Directions =
A single figure is the whole answer: the number of lines in the records that contain "collect".

Data for processing =
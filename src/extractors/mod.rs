//! OPS page extraction
//!
//! The reference page has no documented schema, so every piece is located by
//! heading text rather than by class names or positions:
//! - title heading (`OPS-Code ...`) and the code as displayed
//! - description: first non-boilerplate element after the title
//! - qualifiers: list following the `Zusatzkennzeichen` heading

mod description_extractor;
mod qualifier_extractor;
mod title_extractor;

pub use description_extractor::*;
pub use qualifier_extractor::*;
pub use title_extractor::*;

use scraper::{ElementRef, Html};
use serde::Serialize;

/// Everything pulled out of one OPS page. All fields may be empty.
#[derive(Debug, Clone, Default, PartialEq, Eq, Serialize)]
pub struct OpsPage {
    /// Code as written on the page, e.g. `5-787.3M`
    pub code: String,
    pub description: String,
    /// Zusatzkennzeichen entries in page order
    pub qualifiers: Vec<String>,
}

/// Extract code, description and qualifiers from page markup.
///
/// Never fails: malformed or unrelated markup yields empty fields.
pub fn extract_ops_page(html: &str) -> OpsPage {
    let document = Html::parse_document(html);

    let (code, description) = match find_code_heading(&document) {
        Some(heading) => (
            displayed_code(heading),
            extract_description(&document, heading),
        ),
        None => (String::new(), String::new()),
    };

    OpsPage {
        code,
        description,
        qualifiers: extract_qualifiers(&document),
    }
}

/// Element text with each text node trimmed, joined by single spaces and
/// whitespace-collapsed.
pub(crate) fn element_text(element: ElementRef) -> String {
    let joined = element
        .text()
        .map(str::trim)
        .filter(|t| !t.is_empty())
        .collect::<Vec<_>>()
        .join(" ");
    collapse_whitespace(&joined)
}

/// Trimmed text nodes concatenated without separator. Used only to match
/// anchor headings, where markup may split a word (`Zusatz<span>kennzeichen</span>`).
pub(crate) fn match_text(element: ElementRef) -> String {
    element.text().map(str::trim).collect()
}

pub(crate) fn collapse_whitespace(s: &str) -> String {
    s.split_whitespace().collect::<Vec<_>>().join(" ")
}

/// Elements after the start of `anchor` in document order, beginning with
/// the anchor's own descendants.
pub(crate) fn next_elements<'a>(
    document: &'a Html,
    anchor: ElementRef<'a>,
) -> impl Iterator<Item = ElementRef<'a>> + 'a {
    let anchor_node = *anchor;
    document
        .root_element()
        .descendants()
        .filter_map(ElementRef::wrap)
        .skip_while(move |el| **el != anchor_node)
        .skip(1)
}

/// Elements after `anchor` in document order, excluding the anchor's own
/// subtree.
pub(crate) fn following_elements<'a>(
    document: &'a Html,
    anchor: ElementRef<'a>,
) -> impl Iterator<Item = ElementRef<'a>> + 'a {
    let anchor_node = *anchor;
    next_elements(document, anchor)
        .filter(move |el| !(**el).ancestors().any(|node| node == anchor_node))
}

#[cfg(test)]
mod tests {
    use super::*;

    struct Case {
        name: &'static str,
        html: &'static str,
        code: &'static str,
        description: &'static str,
        qualifiers: &'static [&'static str],
    }

    const CASES: &[Case] = &[
        Case {
            name: "plain",
            html: include_str!("../../fixtures/plain.html"),
            code: "5-787.3M",
            description: "Entfernung von Osteosynthesematerial: Platte: Tibia proximal",
            qualifiers: &["R: Rechts", "L: Links", "B: Beidseitig"],
        },
        Case {
            name: "hint before description",
            html: include_str!("../../fixtures/hint_first.html"),
            code: "5-787.3M",
            description: "Entfernung von Osteosynthesematerial: Platte: Tibia proximal",
            qualifiers: &[],
        },
        Case {
            name: "nested layout with boilerplate",
            html: include_str!("../../fixtures/nested_layout.html"),
            code: "5-787.3M",
            description: "Entfernung von Osteosynthesematerial: Platte: Tibia proximal",
            qualifiers: &["R: Rechts", "L: Links", "B: Beidseitig"],
        },
        Case {
            name: "description inside the heading",
            html: include_str!("../../fixtures/description_in_heading.html"),
            code: "5-787.3M",
            description: "Entfernung von Osteosynthesematerial: Platte: Tibia proximal",
            qualifiers: &["R: Rechts", "L: Links"],
        },
        Case {
            name: "title with trailing label",
            html: include_str!("../../fixtures/titled_heading.html"),
            code: "5-820.00",
            description: "Implantation einer Endoprothese am Hüftgelenk: Totalendoprothese: Nicht zementiert",
            qualifiers: &["R: Rechts", "L: Links"],
        },
        Case {
            name: "qualifier heading before any description",
            html: include_str!("../../fixtures/no_description.html"),
            code: "8-98G.10",
            description: "",
            qualifiers: &["R: Rechts", "L: Links", "B: Beidseitig"],
        },
        Case {
            name: "no code heading",
            html: include_str!("../../fixtures/qualifiers_only.html"),
            code: "",
            description: "",
            qualifiers: &["R: Rechts", "L: Links"],
        },
        Case {
            name: "qualifier heading without list",
            html: include_str!("../../fixtures/no_list.html"),
            code: "1-632.0",
            description: "Diagnostische Ösophagogastroduodenoskopie: Bei normalem Situs",
            qualifiers: &[],
        },
        Case {
            name: "not an OPS page",
            html: include_str!("../../fixtures/not_found.html"),
            code: "",
            description: "",
            qualifiers: &[],
        },
    ];

    #[test]
    fn test_fixture_table() {
        for case in CASES {
            let page = extract_ops_page(case.html);
            assert_eq!(page.code, case.code, "code mismatch in {}", case.name);
            assert_eq!(
                page.description, case.description,
                "description mismatch in {}",
                case.name
            );
            assert_eq!(
                page.qualifiers, case.qualifiers,
                "qualifier mismatch in {}",
                case.name
            );
        }
    }

    #[test]
    fn test_heading_then_paragraph() {
        let html = r#"
        <html><body>
            <h1>OPS-Code 5-787.3M:</h1>
            <p>Entfernung von Osteosynthesematerial</p>
        </body></html>
        "#;

        let page = extract_ops_page(html);
        assert_eq!(page.code, "5-787.3M");
        assert_eq!(page.description, "Entfernung von Osteosynthesematerial");
        assert!(page.qualifiers.is_empty());
    }

    #[test]
    fn test_garbage_input() {
        for html in ["", "not html at all", "<<<>>>", "<h1>", "</p></div>"] {
            assert_eq!(extract_ops_page(html), OpsPage::default());
        }
    }

    #[test]
    fn test_element_text_normalizes() {
        let document = Html::parse_fragment("<p>  Ent<b>fernung</b>\n\n   von   <i>Material</i> </p>");
        let selector = scraper::Selector::parse("p").unwrap();
        let p = document.select(&selector).next().unwrap();
        assert_eq!(element_text(p), "Ent fernung von Material");
    }

    #[test]
    fn test_next_elements_enter_own_subtree() {
        let document = Html::parse_document(
            r#"<div><h1>A <span>inner</span></h1><p>one</p></div><section><p>two</p></section>"#,
        );
        let selector = scraper::Selector::parse("h1").unwrap();
        let h1 = document.select(&selector).next().unwrap();

        let names: Vec<_> = next_elements(&document, h1)
            .map(|el| el.value().name().to_string())
            .collect();
        assert_eq!(names, vec!["span", "p", "section", "p"]);

        let names: Vec<_> = following_elements(&document, h1)
            .map(|el| el.value().name().to_string())
            .collect();
        assert_eq!(names, vec!["p", "section", "p"]);
    }

    #[test]
    fn test_description_inside_heading() {
        let html = r#"<h1><span>OPS-Code 5-787.3M:</span> <span>Entfernung von Osteosynthesematerial</span></h1><p>Hinweis: x</p>"#;

        let page = extract_ops_page(html);
        assert_eq!(page.code, "5-787.3M");
        assert_eq!(page.description, "Entfernung von Osteosynthesematerial");
    }

    #[test]
    fn test_match_text_joins_split_words() {
        let document = Html::parse_fragment("<h2> Zusatz<span>kennzeichen</span> </h2>");
        let selector = scraper::Selector::parse("h2").unwrap();
        let h2 = document.select(&selector).next().unwrap();
        assert_eq!(match_text(h2), "Zusatzkennzeichen");
        assert_eq!(element_text(h2), "Zusatz kennzeichen");
    }
}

Exercise result =
5